Hey Cignal_20 - So much of Aurora has grown to the Southeast that it may be worth your while to consider using the C470 Mut and ride out to Chatfield Reservoir if you're out that way. If you decide the ride from the relatives house will take too much of your 2-4hrs then you can take the freeway out to Chatfield and from there you have some fine riding available up Deer Creek Canyon and/or the Hi-Grade, as fun as Lookout if somewhat less iconic. Another less ambitious ride would be to drive out to Sedalia (south of Denver on Santa Fe Dr.) and ride from Sedalia to Palmer Lake. A rolling ride with some hills and about a 50mi out and back. Pretty rural and during the week not too much traffic. Just a little more food for thought. Cheers


----------



## Cignal_20 (Jan 11, 2012)

Thanks for taking the time, RtR Pir8. Every bit of info helps.


----------



## EightFiveTwo (Oct 12, 2011)

bike case: I had a "EVOC", which is a semi soft-case. Used it once for an oversea trip to transport my Colango, and it worked fine and holds a lot--including my helmet, shoes, tools and even few sets of cycling bibs/jerseys. I then sold the EVOC because of a great deal on a "Scicon" Hard Case (retail for over usd 1k), which I also used it for an oversea trip. NO doubt Scicon Hard Case feels/looks much more solid. Both would actually hold a bike with intergrated seatpost--my size is 56 toptube. You may also want to consider a brand called "BIKND", which allows you to pump air into the case and serve as padding. It would also hold two sets fo wheels, and fit a ISP frame with 56 toptube.

I lived in Colorado before moving out to CA, and recently visited Denver with my bike. I also had a chance to ride around Boulder area. One easy route that I had done---take FWY 36 West, and exit Arapahoe Road (as you just enter Boulder). After you exit, go West (toward the mountain) and pass Broadway (you will see a Starbucks at the corner of Arapahoe and Broadway) until you see the sign of "Boulder Mountain Parks".

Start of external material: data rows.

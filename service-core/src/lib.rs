//! service-core: Shared infrastructure for the gateway services.
pub mod config;
pub mod error;
pub mod middleware;
pub mod observability;

pub use axum;
pub use serde;
pub use serde_json;
pub use tokio;
pub use tracing;
pub use validator;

You then can do what i did---just park the car on the street and start pedaling up. It's a very good climb and this will eventually loop you around the mountains and bring you down to the other side of Boulder. Part of the fore-mentioned route is the same course for the US Pro Cycling Challange. I like taking off from Arapahoe Rd because it's actually on the west side of Boulder, and you could avoid traffic (going through the town to get back on FWY 36). When you are tired from the ride, every bit of energy counts.

If time/condition is a concern, you can just turn around (back tracking is the best !) after you have enough of climbing, go back to your car and stop at Starbucks for a recovery drink before you jump back on FWY 36 heading home (east bound).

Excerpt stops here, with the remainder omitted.